I have also located in the Campaign County, Ill., post-1900 birth records ( C0unty Clerk vol. 9, Library vol. 38, page 529), an entry for Winifred Florence Francis born December 26, 1917 in Mahomet, Ill. It list her parents as Bennett P. Francis of Kentucky and Lessie Anderson of Virginia. The abstract doesn’t tell me if her parents were married at the time but it does appear that Lessie Anderson is, in fact, Winifred’s biological mother.
Her father, Ben Porter Francis died at age 78 in Wayne, Ky. on Feb. 19, 1971 and is buried at New Charity Baptist Cemetery in Wayne County. Also buried there next to Ben is mother, Lessie Leona Anderson (June 30, 1893-Jan. 20, 1972), uncles Joseph W. (Jun. 1, 1890 – Nov. 12, 1977), Cosby (Jul. 3, 1909 – Dec. 7, 1981) and Robert B. (Jan. 21, 1888 – May 27, 1967) Francis, paternal grandparents Joseph N. Francis (Oct. 3 1855-Dec. 24, 1936) and Sallie Rankin Francis (Jan. 3, 1866-May 26, 1949), maternal grandparents, Alice Luana (b. 1874 d. 1971) and Robert Mitchell Anderson (1867-1933).

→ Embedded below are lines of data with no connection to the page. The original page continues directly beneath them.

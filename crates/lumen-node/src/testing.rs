//! Test-only helpers: deterministic block fixtures and a scripted [`Origin`].

use std::collections::VecDeque;

use async_trait::async_trait;
use futures::stream::{self, StreamExt};
use parking_lot::Mutex;

use lumen_core::error::OriginError;
use lumen_core::traits::{EventStream, Origin};
use lumen_core::types::{
    Block, BlockId, BlockSelector, BroadcastResult, ChainEvent, Hash256, NodeStatus, Output,
    Spend, Transaction,
};

/// Deterministic hash for `(salt, sequence)`. Different salts give different forks.
pub fn block_hash(salt: u8, sequence: u64) -> Hash256 {
    let mut bytes = [salt; 32];
    bytes[24..].copy_from_slice(&sequence.to_be_bytes());
    Hash256(bytes)
}

/// A block with one transaction carrying one spend and one note.
pub fn make_block(sequence: u64, previous_hash: Hash256, salt: u8) -> Block {
    let hash = block_hash(salt, sequence);
    Block::new(
        sequence,
        hash,
        previous_hash,
        1_700_000_000_000 + sequence * 60_000,
        vec![Transaction {
            index: 0,
            hash: block_hash(salt ^ 0xFF, sequence),
            spends: vec![Spend { nullifier: sequence.to_be_bytes().to_vec() }],
            outputs: vec![Output { note: vec![salt; 16] }],
        }],
        sequence,
    )
}

/// A linked chain `1..=len` starting from the zero hash.
pub fn make_chain(len: u64, salt: u8) -> Vec<Block> {
    let mut chain: Vec<Block> = Vec::with_capacity(len as usize);
    for sequence in 1..=len {
        let prev = chain.last().map(|b| b.hash).unwrap_or(Hash256::ZERO);
        chain.push(make_block(sequence, prev, salt));
    }
    chain
}

/// `len` blocks extending `parent` with a different salt.
pub fn make_fork(parent: &Block, len: u64, salt: u8) -> Vec<Block> {
    let mut fork: Vec<Block> = Vec::with_capacity(len as usize);
    for offset in 1..=len {
        let prev = fork.last().map(|b| b.hash).unwrap_or(parent.hash);
        fork.push(make_block(parent.sequence + offset, prev, salt));
    }
    fork
}

#[derive(Default)]
struct MockState {
    canonical: Vec<Block>,
    pending: VecDeque<Result<ChainEvent, OriginError>>,
    follow_calls: Vec<Option<Hash256>>,
    broadcasts: Vec<Vec<u8>>,
    reject_reason: Option<String>,
    unavailable: bool,
}

/// In-memory origin driven by a canonical chain plus queued events.
///
/// `follow(None)` replays the whole canonical chain. `follow(Some(h))`
/// replays everything after `h` when `h` is canonical. A non-canonical `h`
/// is accepted only while scripted events are queued, in which case only
/// those events are delivered; otherwise it is an unknown head.
#[derive(Default)]
pub struct MockOrigin {
    state: Mutex<MockState>,
}

impl MockOrigin {
    pub fn new(chain: Vec<Block>) -> Self {
        let origin = Self::default();
        origin.set_chain(chain);
        origin
    }

    /// Replace the canonical chain.
    pub fn set_chain(&self, chain: Vec<Block>) {
        self.state.lock().canonical = chain;
    }

    /// Queue an event for the next follow stream.
    pub fn push_event(&self, event: ChainEvent) {
        self.state.lock().pending.push_back(Ok(event));
    }

    /// Queue a mid-stream failure for the next follow stream.
    pub fn push_error(&self, error: OriginError) {
        self.state.lock().pending.push_back(Err(error));
    }

    /// Make every call fail with [`OriginError::Unavailable`].
    pub fn set_unavailable(&self, unavailable: bool) {
        self.state.lock().unavailable = unavailable;
    }

    /// Reject subsequent broadcasts with `reason`.
    pub fn reject_broadcasts(&self, reason: &str) {
        self.state.lock().reject_reason = Some(reason.to_string());
    }

    /// Resumption points passed to `follow`, oldest first.
    pub fn follow_calls(&self) -> Vec<Option<Hash256>> {
        self.state.lock().follow_calls.clone()
    }

    /// Payloads passed to `broadcast_transaction`.
    pub fn broadcasts(&self) -> Vec<Vec<u8>> {
        self.state.lock().broadcasts.clone()
    }

    fn check_available(state: &MockState) -> Result<(), OriginError> {
        if state.unavailable {
            return Err(OriginError::Unavailable("mock origin offline".into()));
        }
        Ok(())
    }
}

#[async_trait]
impl Origin for MockOrigin {
    async fn follow(&self, resume_from: Option<Hash256>) -> Result<EventStream, OriginError> {
        let mut state = self.state.lock();
        Self::check_available(&state)?;
        state.follow_calls.push(resume_from);

        let start = match resume_from {
            None => 0,
            Some(hash) => match state.canonical.iter().position(|b| b.hash == hash) {
                Some(index) => index + 1,
                None if !state.pending.is_empty() => state.canonical.len(),
                None => return Err(OriginError::UnknownHead(hash.to_string())),
            },
        };

        let mut events: Vec<Result<ChainEvent, OriginError>> = state.canonical[start..]
            .iter()
            .cloned()
            .map(|b| Ok(ChainEvent::Connected(b)))
            .collect();
        events.extend(state.pending.drain(..));
        Ok(stream::iter(events).boxed())
    }

    async fn get_block(&self, selector: BlockSelector) -> Result<Option<Block>, OriginError> {
        let state = self.state.lock();
        Self::check_available(&state)?;
        Ok(state
            .canonical
            .iter()
            .find(|b| match selector {
                BlockSelector::Hash(hash) => b.hash == hash,
                BlockSelector::Sequence(seq) => b.sequence == seq,
            })
            .cloned())
    }

    async fn chain_head(&self) -> Result<BlockId, OriginError> {
        let state = self.state.lock();
        Self::check_available(&state)?;
        state
            .canonical
            .last()
            .map(Block::id)
            .ok_or_else(|| OriginError::Unavailable("mock origin has no blocks".into()))
    }

    async fn broadcast_transaction(&self, payload: &[u8]) -> Result<BroadcastResult, OriginError> {
        let mut state = self.state.lock();
        Self::check_available(&state)?;
        state.broadcasts.push(payload.to_vec());
        if let Some(reason) = &state.reject_reason {
            return Err(OriginError::Rejected(reason.clone()));
        }
        Ok(BroadcastResult {
            accepted: true,
            hash: block_hash(0xFE, payload.len() as u64),
        })
    }

    async fn node_status(&self) -> Result<NodeStatus, OriginError> {
        let head = self.chain_head().await?;
        Ok(NodeStatus {
            status: "started".into(),
            version: "0.0.0-mock".into(),
            network_id: 0,
            head,
        })
    }
}
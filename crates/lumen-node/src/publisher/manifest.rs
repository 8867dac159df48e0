//! The published chunk manifest.
//!
//! An ordered, contiguous list of chunk entries. Every entry but the last is
//! finalized; the last one may be open, in which case the next publish cycle
//! rebuilds it from its start and replaces it in place.

use chrono::{DateTime, Utc};
use serde::{Deserialize, Serialize};

use lumen_core::constants::MANIFEST_VERSION;
use lumen_core::error::ManifestError;
use lumen_core::types::BlockRange;

/// One published chunk.
#[derive(Debug, Clone, PartialEq, Eq, Serialize, Deserialize)]
#[serde(rename_all = "camelCase")]
pub struct ChunkEntry {
    /// Inclusive sequence range packed in the chunk.
    pub range: BlockRange,
    /// Key of the gzip blob.
    pub blob_key: String,
    /// Key of the gzip byte-range index.
    pub byte_range_index_key: String,
    pub created_at: DateTime<Utc>,
    /// Finalized chunks are immutable.
    pub finalized: bool,
}

/// Versioned manifest document stored at a fixed key.
#[derive(Debug, Clone, PartialEq, Eq, Serialize, Deserialize)]
pub struct Manifest {
    pub version: u32,
    pub chunks: Vec<ChunkEntry>,
}

impl Default for Manifest {
    fn default() -> Self {
        Self {
            version: MANIFEST_VERSION,
            chunks: Vec::new(),
        }
    }
}

impl Manifest {
    /// Parse and validate a manifest document.
    pub fn from_json(bytes: &[u8]) -> Result<Self, ManifestError> {
        let manifest: Manifest =
            serde_json::from_slice(bytes).map_err(|e| ManifestError::Malformed(e.to_string()))?;
        manifest.validate()?;
        Ok(manifest)
    }

    /// Pretty-printed JSON.
    pub fn to_json(&self) -> Result<Vec<u8>, ManifestError> {
        serde_json::to_vec_pretty(self).map_err(|e| ManifestError::Malformed(e.to_string()))
    }

    /// Check version, ordering and the single-open-chunk rule.
    pub fn validate(&self) -> Result<(), ManifestError> {
        if self.version != MANIFEST_VERSION {
            return Err(ManifestError::UnsupportedVersion(self.version));
        }
        let last_index = self.chunks.len().saturating_sub(1);
        let mut prev_end: Option<u64> = None;
        for (i, chunk) in self.chunks.iter().enumerate() {
            let BlockRange { start, end } = chunk.range;
            if start > end {
                return Err(ManifestError::InvertedRange { start, end });
            }
            if !chunk.finalized && i != last_index {
                return Err(ManifestError::OpenChunkNotLast { start, end });
            }
            if let Some(prev_end) = prev_end {
                if start != prev_end + 1 {
                    return Err(ManifestError::NotContiguous { start, prev_end });
                }
            }
            prev_end = Some(end);
        }
        Ok(())
    }

    pub fn last(&self) -> Option<&ChunkEntry> {
        self.chunks.last()
    }

    /// The trailing unfinalized entry, if there is one.
    pub fn open_chunk(&self) -> Option<&ChunkEntry> {
        self.chunks.last().filter(|c| !c.finalized)
    }

    /// First sequence the next chunk must start at.
    pub fn next_start(&self) -> u64 {
        match self.chunks.last() {
            None => 1,
            Some(chunk) if chunk.finalized => chunk.range.end + 1,
            Some(chunk) => chunk.range.start,
        }
    }

    /// Add a freshly built chunk: appended after a finalized tail, or
    /// replacing an open one. Returns the superseded open entry.
    pub fn record(&mut self, entry: ChunkEntry) -> Result<Option<ChunkEntry>, ManifestError> {
        let expected = self.next_start();
        if entry.range.start != expected {
            return Err(ManifestError::NotContiguous {
                start: entry.range.start,
                prev_end: expected - 1,
            });
        }
        let superseded = match self.chunks.last() {
            Some(last) if !last.finalized => self.chunks.pop(),
            _ => None,
        };
        self.chunks.push(entry);
        Ok(superseded)
    }
}
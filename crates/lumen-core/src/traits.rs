//! Trait interfaces for Lumen's external collaborators.
//!
//! - [`Origin`]: the upstream chain node (lumen-node provides an HTTP client)
//! - [`BlobStore`]: where published chunks and the manifest live

use async_trait::async_trait;
use bytes::Bytes;
use futures::stream::BoxStream;

use crate::error::{LumenError, OriginError};
use crate::types::{Block, BlockId, BlockSelector, BroadcastResult, ChainEvent, Hash256, NodeStatus};

/// Pull-based stream of follow events from the origin.
pub type EventStream = BoxStream<'static, Result<ChainEvent, OriginError>>;

/// The chain node whose canonical block stream is mirrored.
///
/// All payloads are normalized into the canonical [`Block`] before they leave
/// the implementation.
#[async_trait]
pub trait Origin: Send + Sync {
    /// Open a live event stream resuming after `resume_from` (or from
    /// genesis when `None`).
    ///
    /// Fails with [`OriginError::UnknownHead`] when the origin no longer
    /// knows the resumption hash.
    async fn follow(&self, resume_from: Option<Hash256>) -> Result<EventStream, OriginError>;

    /// Look up one block. `Ok(None)` when the origin does not have it.
    async fn get_block(&self, selector: BlockSelector) -> Result<Option<Block>, OriginError>;

    /// The origin's live chain head.
    async fn chain_head(&self) -> Result<BlockId, OriginError>;

    /// Submit a serialized transaction for broadcast.
    async fn broadcast_transaction(&self, payload: &[u8]) -> Result<BroadcastResult, OriginError>;

    /// Node status fields.
    async fn node_status(&self) -> Result<NodeStatus, OriginError>;
}

/// Key/value object storage for published artifacts.
#[async_trait]
pub trait BlobStore: Send + Sync {
    /// Fetch an object. `Ok(None)` if the key does not exist.
    async fn get(&self, key: &str) -> Result<Option<Bytes>, LumenError>;

    /// Create or overwrite an object.
    async fn put(&self, key: &str, body: Bytes, content_type: &str) -> Result<(), LumenError>;

    /// Remove an object. Deleting a missing key is not an error.
    async fn delete(&self, key: &str) -> Result<(), LumenError>;
}
//! End-to-end test suite for Lumen.
//!
//! Wires the follower, publisher and query surfaces together over an
//! in-memory origin and blob store.

pub mod helpers;
//! JSON-RPC server for Lumen.
//!
//! Uses jsonrpsee 0.24 to expose block lookups, a streaming block-range
//! subscription, transaction broadcast and server status over HTTP and
//! WebSocket.

use std::net::SocketAddr;

use futures::StreamExt;
use jsonrpsee::core::{async_trait, SubscriptionResult};
use jsonrpsee::proc_macros::rpc;
use jsonrpsee::server::{Server, ServerHandle};
use jsonrpsee::types::error::{INTERNAL_ERROR_CODE, INVALID_PARAMS_CODE};
use jsonrpsee::types::ErrorObjectOwned;
use jsonrpsee::{PendingSubscriptionSink, SubscriptionMessage};
use serde::{Deserialize, Serialize};
use tracing::{debug, info};

use lumen_core::error::{LumenError, QueryError};
use lumen_core::types::{Block, BlockId, BroadcastResult, Hash256, Transaction};

use crate::query::{HealthReport, QueryService, ServerInfo};

/// Application error code for lookups that resolve nowhere.
pub const NOT_FOUND_CODE: i32 = -32001;

/// JSON representation of a transaction. Byte fields are hex.
#[derive(Debug, Clone, PartialEq, Eq, Serialize, Deserialize)]
#[serde(rename_all = "camelCase")]
pub struct TransactionJson {
    pub index: u32,
    pub hash: String,
    /// Spend nullifiers.
    pub spends: Vec<String>,
    /// Serialized output notes.
    pub outputs: Vec<String>,
}

/// JSON representation of a block. Byte fields are hex.
#[derive(Debug, Clone, PartialEq, Eq, Serialize, Deserialize)]
#[serde(rename_all = "camelCase")]
pub struct BlockJson {
    pub proto_version: u32,
    pub sequence: u64,
    pub hash: String,
    pub previous_hash: String,
    /// Unix milliseconds.
    pub timestamp: u64,
    pub transactions: Vec<TransactionJson>,
    pub cumulative_note_count: u64,
}

impl From<&Transaction> for TransactionJson {
    fn from(tx: &Transaction) -> Self {
        Self {
            index: tx.index,
            hash: tx.hash.to_string(),
            spends: tx.spends.iter().map(|s| hex::encode(&s.nullifier)).collect(),
            outputs: tx.outputs.iter().map(|o| hex::encode(&o.note)).collect(),
        }
    }
}

impl From<&Block> for BlockJson {
    fn from(block: &Block) -> Self {
        Self {
            proto_version: block.proto_version,
            sequence: block.sequence,
            hash: block.hash.to_string(),
            previous_hash: block.previous_hash.to_string(),
            timestamp: block.timestamp,
            transactions: block.transactions.iter().map(TransactionJson::from).collect(),
            cumulative_note_count: block.cumulative_note_count,
        }
    }
}

/// JSON representation of a `(sequence, hash)` pair.
#[derive(Debug, Clone, PartialEq, Eq, Serialize, Deserialize)]
pub struct BlockIdJson {
    pub sequence: u64,
    pub hash: String,
}

impl From<BlockId> for BlockIdJson {
    fn from(id: BlockId) -> Self {
        Self {
            sequence: id.sequence,
            hash: id.hash.to_string(),
        }
    }
}

/// JSON representation of a broadcast outcome.
#[derive(Debug, Clone, PartialEq, Eq, Serialize, Deserialize)]
pub struct BroadcastJson {
    pub accepted: bool,
    pub hash: String,
}

impl From<BroadcastResult> for BroadcastJson {
    fn from(result: BroadcastResult) -> Self {
        Self {
            accepted: result.accepted,
            hash: result.hash.to_string(),
        }
    }
}

/// Block lookup parameters. Hash wins when both are set.
#[derive(Debug, Clone, Default, Serialize, Deserialize)]
pub struct BlockQuery {
    pub hash: Option<String>,
    pub sequence: Option<u64>,
}

impl BlockQuery {
    /// Decode the hash field, if present.
    pub fn parsed_hash(&self) -> Result<Option<Hash256>, QueryError> {
        self.hash
            .as_deref()
            .map(|h| {
                h.parse::<Hash256>()
                    .map_err(|e| QueryError::InvalidArgument(e.to_string()))
            })
            .transpose()
    }
}

/// Create a JSON-RPC error.
fn rpc_error(code: i32, msg: impl Into<String>) -> ErrorObjectOwned {
    ErrorObjectOwned::owned(code, msg.into(), None::<()>)
}

/// Map a service error onto a JSON-RPC error object.
pub fn to_rpc_error(err: LumenError) -> ErrorObjectOwned {
    match err {
        LumenError::Query(QueryError::InvalidArgument(msg)) => rpc_error(INVALID_PARAMS_CODE, msg),
        LumenError::Query(QueryError::NotFound(msg)) => rpc_error(NOT_FOUND_CODE, msg),
        other => rpc_error(INTERNAL_ERROR_CODE, other.to_string()),
    }
}

fn query_error(err: QueryError) -> ErrorObjectOwned {
    to_rpc_error(err.into())
}

/// The Lumen JSON-RPC interface.
#[rpc(server)]
pub trait LumenRpc {
    /// Returns the origin's chain head.
    #[method(name = "getLatestBlock")]
    async fn get_latest_block(&self) -> Result<BlockIdJson, ErrorObjectOwned>;

    /// Returns one block by hash or sequence.
    #[method(name = "getBlock")]
    async fn get_block(&self, query: BlockQuery) -> Result<BlockJson, ErrorObjectOwned>;

    /// Streams every block in `[start, end]`, then closes.
    #[subscription(name = "subscribeBlockRange" => "blockRange", unsubscribe = "unsubscribeBlockRange", item = BlockJson)]
    async fn subscribe_block_range(&self, start: u64, end: u64) -> SubscriptionResult;

    /// Broadcasts a hex-encoded serialized transaction.
    #[method(name = "sendTransaction")]
    async fn send_transaction(&self, hex_data: String) -> Result<BroadcastJson, ErrorObjectOwned>;

    /// Returns server identity and origin status.
    #[method(name = "getServerInfo")]
    async fn get_server_info(&self) -> Result<ServerInfo, ErrorObjectOwned>;

    /// Returns background task health.
    #[method(name = "getHealth")]
    async fn get_health(&self) -> Result<HealthReport, ErrorObjectOwned>;
}

/// Implementation of the Lumen JSON-RPC server.
pub struct RpcServerImpl {
    query: QueryService,
}

impl RpcServerImpl {
    pub fn new(query: QueryService) -> Self {
        Self { query }
    }
}

#[async_trait]
impl LumenRpcServer for RpcServerImpl {
    async fn get_latest_block(&self) -> Result<BlockIdJson, ErrorObjectOwned> {
        let id = self.query.latest_block().await.map_err(to_rpc_error)?;
        Ok(id.into())
    }

    async fn get_block(&self, query: BlockQuery) -> Result<BlockJson, ErrorObjectOwned> {
        let hash = query.parsed_hash().map_err(query_error)?;
        let block = self
            .query
            .get_block(hash, query.sequence)
            .await
            .map_err(to_rpc_error)?;
        Ok(BlockJson::from(&block))
    }

    async fn subscribe_block_range(
        &self,
        pending: PendingSubscriptionSink,
        start: u64,
        end: u64,
    ) -> SubscriptionResult {
        let range = match QueryService::validate_range(start, end) {
            Ok(range) => range,
            Err(e) => {
                pending.reject(query_error(e)).await;
                return Ok(());
            }
        };

        let sink = pending.accept().await?;
        debug!(%range, "streaming block range");
        let mut blocks = self.query.block_range(range);
        while let Some(item) = blocks.next().await {
            let block = item.map_err(|e| e.to_string())?;
            let msg = SubscriptionMessage::from_json(&BlockJson::from(&block))?;
            if sink.send(msg).await.is_err() {
                // Client went away.
                return Ok(());
            }
        }
        Ok(())
    }

    async fn send_transaction(&self, hex_data: String) -> Result<BroadcastJson, ErrorObjectOwned> {
        let raw = hex::decode(hex_data.trim())
            .map_err(|_| rpc_error(INVALID_PARAMS_CODE, "invalid hex encoding"))?;
        let result = self
            .query
            .broadcast_transaction(&raw)
            .await
            .map_err(to_rpc_error)?;
        Ok(result.into())
    }

    async fn get_server_info(&self) -> Result<ServerInfo, ErrorObjectOwned> {
        self.query.server_info().await.map_err(to_rpc_error)
    }

    async fn get_health(&self) -> Result<HealthReport, ErrorObjectOwned> {
        self.query.health().map_err(to_rpc_error)
    }
}

/// Start the JSON-RPC server on the given address.
///
/// Returns the bound address and a [`ServerHandle`] that stops the server.
pub async fn start_rpc_server(
    addr: SocketAddr,
    query: QueryService,
) -> Result<(SocketAddr, ServerHandle), LumenError> {
    let server = Server::builder()
        .build(addr)
        .await
        .map_err(|e| LumenError::Config(format!("RPC server error: {e}")))?;
    let local_addr = server
        .local_addr()
        .map_err(|e| LumenError::Config(format!("RPC server error: {e}")))?;

    let rpc_impl = RpcServerImpl::new(query);
    let handle = server.start(rpc_impl.into_rpc());
    info!(%local_addr, "JSON-RPC server listening");

    Ok((local_addr, handle))
}

#[cfg(test)]
mod tests {
    use super::*;
    use std::sync::Arc;

    use jsonrpsee::core::client::{ClientT, SubscriptionClientT};
    use jsonrpsee::rpc_params;
    use jsonrpsee::ws_client::WsClientBuilder;

    use crate::cache::ChainCache;
    use crate::supervisor::HealthRegistry;
    use crate::testing::{make_chain, MockOrigin};

    fn service(origin: Arc<MockOrigin>) -> (QueryService, tempfile::TempDir) {
        let dir = tempfile::tempdir().unwrap();
        let cache = Arc::new(ChainCache::open(dir.path().join("chaincache"), 2).unwrap());
        let query = QueryService::new(cache, origin, Arc::new(HealthRegistry::new()), "Lumen Labs");
        (query, dir)
    }

    // ------------------------------------------------------------------------
    // JSON shapes and error mapping
    // ------------------------------------------------------------------------

    #[test]
    fn block_json_uses_hex_and_camel_case() {
        let block = make_chain(1, 7).remove(0);
        let json = serde_json::to_value(BlockJson::from(&block)).unwrap();
        assert_eq!(json["sequence"], 1);
        assert_eq!(json["previousHash"], block.previous_hash.to_string());
        assert_eq!(json["cumulativeNoteCount"], block.cumulative_note_count);
        assert_eq!(json["transactions"][0]["index"], 0);
    }

    #[test]
    fn block_query_rejects_bad_hash() {
        let query = BlockQuery { hash: Some("xyz".into()), sequence: None };
        assert!(matches!(query.parsed_hash(), Err(QueryError::InvalidArgument(_))));
        let query = BlockQuery { hash: Some("ab".repeat(32)), sequence: None };
        assert_eq!(query.parsed_hash().unwrap(), Some(Hash256([0xAB; 32])));
    }

    #[test]
    fn errors_map_to_codes() {
        let invalid = to_rpc_error(QueryError::InvalidArgument("x".into()).into());
        assert_eq!(invalid.code(), INVALID_PARAMS_CODE);
        let missing = to_rpc_error(QueryError::NotFound("x".into()).into());
        assert_eq!(missing.code(), NOT_FOUND_CODE);
        let storage = to_rpc_error(LumenError::Storage("disk".into()));
        assert_eq!(storage.code(), INTERNAL_ERROR_CODE);
    }

    // ------------------------------------------------------------------------
    // Methods
    // ------------------------------------------------------------------------

    #[tokio::test]
    async fn get_block_without_selector_is_invalid_params() {
        let (query, _dir) = service(Arc::new(MockOrigin::new(make_chain(3, 1))));
        let rpc = RpcServerImpl::new(query);
        let err = LumenRpcServer::get_block(&rpc, BlockQuery::default()).await.unwrap_err();
        assert_eq!(err.code(), INVALID_PARAMS_CODE);
    }

    #[tokio::test]
    async fn get_block_falls_back_to_origin() {
        let chain = make_chain(3, 1);
        let (query, _dir) = service(Arc::new(MockOrigin::new(chain.clone())));
        let rpc = RpcServerImpl::new(query);
        let block = LumenRpcServer::get_block(&rpc, BlockQuery { hash: None, sequence: Some(2) })
            .await
            .unwrap();
        assert_eq!(block.hash, chain[1].hash.to_string());

        let err = LumenRpcServer::get_block(&rpc, BlockQuery { hash: None, sequence: Some(9) })
            .await
            .unwrap_err();
        assert_eq!(err.code(), NOT_FOUND_CODE);
    }

    #[tokio::test]
    async fn send_transaction_decodes_hex() {
        let origin = Arc::new(MockOrigin::new(make_chain(1, 1)));
        let (query, _dir) = service(origin.clone());
        let rpc = RpcServerImpl::new(query);

        let sent = rpc.send_transaction("0a0b".into()).await.unwrap();
        assert!(sent.accepted);
        assert_eq!(origin.broadcasts(), vec![vec![0x0a, 0x0b]]);

        let err = rpc.send_transaction("zz".into()).await.unwrap_err();
        assert_eq!(err.code(), INVALID_PARAMS_CODE);
    }

    // ------------------------------------------------------------------------
    // Over the wire
    // ------------------------------------------------------------------------

    #[tokio::test]
    async fn block_range_subscription_streams_blocks() {
        let chain = make_chain(5, 1);
        let (query, _dir) = service(Arc::new(MockOrigin::new(chain.clone())));
        let (addr, handle) = start_rpc_server("127.0.0.1:0".parse().unwrap(), query)
            .await
            .unwrap();
        let client = WsClientBuilder::default()
            .build(format!("ws://{addr}"))
            .await
            .unwrap();

        let mut sub = client
            .subscribe::<BlockJson, _>("subscribeBlockRange", rpc_params![2, 4], "unsubscribeBlockRange")
            .await
            .unwrap();
        let mut sequences = Vec::new();
        for _ in 0..3 {
            sequences.push(sub.next().await.unwrap().unwrap().sequence);
        }
        assert_eq!(sequences, vec![2, 3, 4]);

        let rejected = client
            .subscribe::<BlockJson, _>("subscribeBlockRange", rpc_params![4, 4], "unsubscribeBlockRange")
            .await;
        assert!(rejected.is_err());

        let latest: BlockIdJson = client.request("getLatestBlock", rpc_params![]).await.unwrap();
        assert_eq!(latest.sequence, 5);

        handle.stop().unwrap();
    }
}
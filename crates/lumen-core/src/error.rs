//! Error types for Lumen.
use thiserror::Error;

#[derive(Error, Debug, Clone, PartialEq, Eq)]
pub enum CodecError {
    #[error("encode: {0}")] Encode(String),
    #[error("decode: {0}")] Decode(String),
    #[error("{0} trailing bytes after block")] TrailingBytes(usize),
    #[error("unsupported block version: {0}")] UnsupportedVersion(u32),
    #[error("frame too large: {0} bytes")] FrameTooLarge(usize),
    #[error("truncated frame at offset {0}")] Truncated(usize),
    #[error("invalid hash: {0}")] InvalidHash(String),
}

#[derive(Error, Debug, Clone, PartialEq, Eq)]
pub enum OriginError {
    #[error("resumption point unknown: {0}")] UnknownHead(String),
    #[error("origin unavailable: {0}")] Unavailable(String),
    #[error("origin rejected request: {0}")] Rejected(String),
    #[error("malformed origin payload: {0}")] Malformed(String),
}

#[derive(Error, Debug, Clone, PartialEq, Eq)]
pub enum QueryError {
    #[error("invalid argument: {0}")] InvalidArgument(String),
    #[error("not found: {0}")] NotFound(String),
}

#[derive(Error, Debug, Clone, PartialEq, Eq)]
pub enum ManifestError {
    #[error("malformed manifest: {0}")] Malformed(String),
    #[error("unsupported manifest version: {0}")] UnsupportedVersion(u32),
    #[error("open chunk {start}..={end} is not the last entry")] OpenChunkNotLast { start: u64, end: u64 },
    #[error("chunk starting at {start} does not follow {prev_end}")] NotContiguous { start: u64, prev_end: u64 },
    #[error("inverted chunk range {start}..={end}")] InvertedRange { start: u64, end: u64 },
    #[error("invalid chunk name: {0}")] InvalidName(String),
    #[error("malformed byte-range index: {0}")] MalformedIndex(String),
}

#[derive(Error, Debug)]
pub enum LumenError {
    #[error(transparent)] Codec(#[from] CodecError),
    #[error(transparent)] Origin(#[from] OriginError),
    #[error(transparent)] Query(#[from] QueryError),
    #[error(transparent)] Manifest(#[from] ManifestError),
    #[error("no cached ancestor below sequence {from} is resumable")] DivergenceExhausted { from: u64 },
    #[error("storage: {0}")] Storage(String),
    #[error("blob store: {0}")] BlobStore(String),
    #[error("config: {0}")] Config(String),
}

Winifred Florence Francis went on to marry Clarence Eugene Moore (Jan. 20, 1902 – Oct. 11, 1960). I am unable to find a marriage record, as I am unsure of where they were married and unfortunately due to privacy, I can’t be ascertain as to how many children, if they did have any, they had. Clarence died in Plainfield, Waushara County, Wisconsin. What is certain, is Winifred Florence Francis Moore, the beautiful little girl in the picture, led a long life and passed away at age 86 on Aug. 21, 2004 in Louisville, Jefferson County, Kentucky.